(Given data begins)
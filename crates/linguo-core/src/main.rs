/*
[INPUT]:  CLI arguments, YAML configuration file, OS shutdown signals
[OUTPUT]: Task listings, dispute narratives and appeal funding runs printed to stdout
[POS]:    Binary entry point
[UPDATE]: When changing CLI commands, startup flow, or shutdown handling
*/

use std::path::PathBuf;
use std::sync::Arc;

use anyhow::{Context, Result, anyhow, bail};
use chrono::{Duration, Utc};
use clap::{Parser, Subcommand};
use console::style;
use linguo_adapter::{Address, AppealSide, LinguoClient, Task, TaskId};
use rust_decimal::Decimal;
use tokio::sync::broadcast;
use tokio_util::sync::CancellationToken;
use tracing::{info, warn};
use tracing_subscriber::EnvFilter;

use linguo_core::domain::task::{
    TaskView, current_price, current_price_per_word, remaining_time_for_review,
    remaining_time_for_submission, view,
};
use linguo_core::status_details::{Interaction, format_eth};
use linguo_core::{
    Action, AppealFunding, AsyncAction, LinguoConfig, Runtime, SortContext, StatusDetails,
    TaskFilter, TxMeta, list_tasks, task_status_details,
};

#[derive(Parser, Debug)]
#[command(name = "linguo", version, about = "Linguo translation task and dispute orchestration")]
struct Cli {
    #[arg(long = "config", value_name = "PATH", global = true)]
    config_path: Option<PathBuf>,
    #[arg(long = "log-level", value_name = "LEVEL", default_value = "info", global = true)]
    log_level: String,
    #[command(subcommand)]
    command: Command,
}

#[derive(Subcommand, Debug)]
enum Command {
    /// Fetch, filter and sort the tasks of an account
    Tasks {
        #[arg(long)]
        account: Option<Address>,
        #[arg(long, default_value = "all")]
        filter: String,
    },
    /// Show the dispute of a task as seen by an account
    Dispute {
        #[arg(long)]
        task_id: TaskId,
        #[arg(long)]
        account: Option<Address>,
    },
    /// Contribute to one side of the current appeal round
    FundAppeal {
        #[arg(long)]
        task_id: TaskId,
        #[arg(long)]
        side: AppealSide,
        /// Amount in wei
        #[arg(long)]
        deposit: Decimal,
        #[arg(long)]
        account: Option<Address>,
    },
}

#[tokio::main]
async fn main() -> Result<()> {
    let args = Cli::parse();
    init_tracing(&args.log_level)?;

    let config = LinguoConfig::load(args.config_path.as_deref()).context("load config")?;
    info!(base_url = %config.api.base_url, "configuration loaded");

    let client = LinguoClient::with_config_and_base_url(config.client_config(), &config.api.base_url)
        .context("build API client")?;
    let mut runtime = Runtime::new(Arc::new(client), config.tx_watch_config());

    let shutdown = CancellationToken::new();
    setup_signal_handlers(shutdown.clone());

    match args.command {
        Command::Tasks { account, filter } => {
            let account = resolve_account(account, &config)?;
            let filter = TaskFilter::from_name_or_all(&filter);
            drive(&mut runtime, Action::fetch_tasks(account.clone()), &shutdown).await?;

            let state = &runtime.state().tasks;
            if let Some(err) = state.select_error(&account) {
                bail!("failed to fetch tasks: {err}");
            }
            let context = SortContext {
                account: Some(account.clone()),
                skills: config.skills.clone(),
            };
            let now = Utc::now();
            let tasks = list_tasks(state.select_by_account(&account), filter, &context, now);
            print_tasks(&tasks, filter, now);
        }
        Command::Dispute { task_id, account } => {
            let account = account.or_else(|| config.account.clone());
            drive(&mut runtime, Action::fetch_dispute_by_task_id(task_id), &shutdown).await?;

            let disputes = &runtime.state().disputes;
            if let Some(err) = disputes.select_error(task_id) {
                bail!("failed to fetch dispute for task {task_id}: {err}");
            }
            let dispute = disputes
                .select_by_task_id(task_id)
                .cloned()
                .ok_or_else(|| anyhow!("no dispute loaded for task {task_id}"))?;

            let task = match account.as_ref() {
                Some(account) => {
                    drive(&mut runtime, Action::fetch_tasks(account.clone()), &shutdown).await?;
                    runtime.state().tasks.select_by_id(task_id).cloned()
                }
                None => None,
            };
            match task {
                Some(task) => {
                    let details = task_status_details(&task, Some(&dispute), account.as_ref(), Utc::now());
                    print_details(&details);
                }
                None => {
                    println!("{} {}", style("Dispute").bold(), dispute.id);
                    println!("  status: {:?}, ruling: {:?}", dispute.status, dispute.ruling);
                }
            }
        }
        Command::FundAppeal {
            task_id,
            side,
            deposit,
            account,
        } => {
            let account = resolve_account(account, &config)?;
            let mut events = runtime.subscribe();
            let funding = AppealFunding {
                task_id,
                side,
                deposit,
                account,
            };
            let tx = TxMeta {
                confirmations: config.transactions.confirmations,
            };
            drive(&mut runtime, Action::fund_appeal(funding, tx), &shutdown).await?;
            report_funding(&mut events, &runtime, task_id, side)?;
        }
    }

    Ok(())
}

/// Dispatch `action` and process until every workflow it started is done.
async fn drive(runtime: &mut Runtime, action: Action, shutdown: &CancellationToken) -> Result<()> {
    runtime.dispatch(action).await;
    let interrupted = tokio::select! {
        _ = runtime.run_until_idle() => false,
        _ = shutdown.cancelled() => true,
    };
    if interrupted {
        warn!("interrupted, waiting for running workflows");
        runtime.shutdown_and_wait().await.context("shutdown runtime")?;
        bail!("interrupted");
    }
    Ok(())
}

fn resolve_account(account: Option<Address>, config: &LinguoConfig) -> Result<Address> {
    account
        .or_else(|| config.account.clone())
        .context("an account is required: pass --account or set `account` in the config")
}

fn report_funding(
    events: &mut broadcast::Receiver<Action>,
    runtime: &Runtime,
    task_id: TaskId,
    side: AppealSide,
) -> Result<()> {
    let mut outcome = None;
    while let Ok(action) = events.try_recv() {
        if let Action::FundAppeal(result @ (AsyncAction::Fulfilled(_) | AsyncAction::Rejected(_))) = action {
            outcome = Some(result);
        }
    }

    match outcome {
        Some(AsyncAction::Fulfilled(env)) => {
            println!(
                "{} funded {} of the {} side for task {}",
                style("✔").green(),
                format_eth(env.payload.deposit),
                side,
                task_id
            );
            if let Some(dispute) = runtime.state().disputes.select_by_task_id(task_id) {
                let paid = dispute.current_round.paid_fees.get(side);
                println!("  paid so far: {}", format_eth(*paid));
            }
            Ok(())
        }
        Some(AsyncAction::Rejected(env)) => Err(anyhow::Error::new(env.payload.error))
            .with_context(|| format!("appeal funding for task {task_id} failed")),
        _ => bail!("appeal funding for task {task_id} was not submitted"),
    }
}

fn print_tasks(tasks: &[Task], filter: TaskFilter, now: chrono::DateTime<Utc>) {
    println!("{} ({})", style("Tasks").bold(), filter);
    if tasks.is_empty() {
        println!("  {}", style("no tasks").dim());
        return;
    }
    for task in tasks {
        let task_view = view(task, now);
        let per_word = current_price_per_word(current_price(task, now), task.word_count);
        let remaining = match task_view {
            TaskView::InReview => remaining_time_for_review(task, now),
            _ => remaining_time_for_submission(task, now),
        };
        println!(
            "  #{:<6} {} {:>6} → {:<6} {:>14} wei/word  {}  {}",
            task.id,
            badge(task_view),
            task.source_language,
            task.target_language,
            per_word,
            format_remaining(remaining),
            task.title
        );
    }
}

fn badge(task_view: TaskView) -> String {
    let label = format!("{:<14}", task_view.label());
    match task_view {
        TaskView::Open => style(label).green().to_string(),
        TaskView::InProgress => style(label).cyan().to_string(),
        TaskView::InReview => style(label).yellow().to_string(),
        TaskView::InDispute => style(label).red().to_string(),
        TaskView::Finished => style(label).dim().to_string(),
        TaskView::Incomplete => style(label).magenta().to_string(),
    }
}

fn format_remaining(remaining: Duration) -> String {
    if remaining <= Duration::zero() {
        return "-".to_string();
    }
    format!("{}h {:02}m", remaining.num_hours(), remaining.num_minutes() % 60)
}

fn print_details(details: &StatusDetails) {
    println!("{}", style(&details.title).bold());
    for line in &details.description {
        println!("  {line}");
    }
    match &details.interaction {
        Some(Interaction::FundAppeal { side, deposit }) => println!(
            "  {} fund the {} side with {}",
            style("→").cyan(),
            side,
            format_eth(*deposit)
        ),
        Some(Interaction::Crowdfund {
            translator,
            challenger,
        }) => println!(
            "  {} crowdfund: translator needs {}, challenger needs {}",
            style("→").cyan(),
            format_eth(*translator),
            format_eth(*challenger)
        ),
        Some(Interaction::Reimburse { label }) => {
            println!("  {} {}", style("→").cyan(), label)
        }
        None => {}
    }
}

fn init_tracing(log_level: &str) -> Result<()> {
    let filter = EnvFilter::try_new(log_level).context("invalid log level")?;
    tracing_subscriber::fmt()
        .with_env_filter(filter)
        .with_writer(std::io::stderr)
        .try_init()
        .map_err(|err| anyhow!(err))
        .context("initialize tracing subscriber")?;
    Ok(())
}

fn setup_signal_handlers(shutdown: CancellationToken) {
    let shutdown_clone = shutdown.clone();
    tokio::spawn(async move {
        if let Err(err) = tokio::signal::ctrl_c().await {
            warn!(error = %err, "failed to install SIGINT handler");
            return;
        }
        info!("received SIGINT");
        shutdown_clone.cancel();
    });

    #[cfg(unix)]
    {
        use tokio::signal::unix::{SignalKind, signal};

        let shutdown_clone = shutdown.clone();
        tokio::spawn(async move {
            match signal(SignalKind::terminate()) {
                Ok(mut stream) => {
                    stream.recv().await;
                    info!("received SIGTERM");
                    shutdown_clone.cancel();
                }
                Err(err) => {
                    warn!(error = %err, "failed to install SIGTERM handler");
                }
            }
        });
    }
}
(Given data ends)
Nothing but lines that contain "Decimal" should appear in the answer. Copy each from the records.

Task solution:
use rust_decimal::Decimal;
        deposit: Decimal,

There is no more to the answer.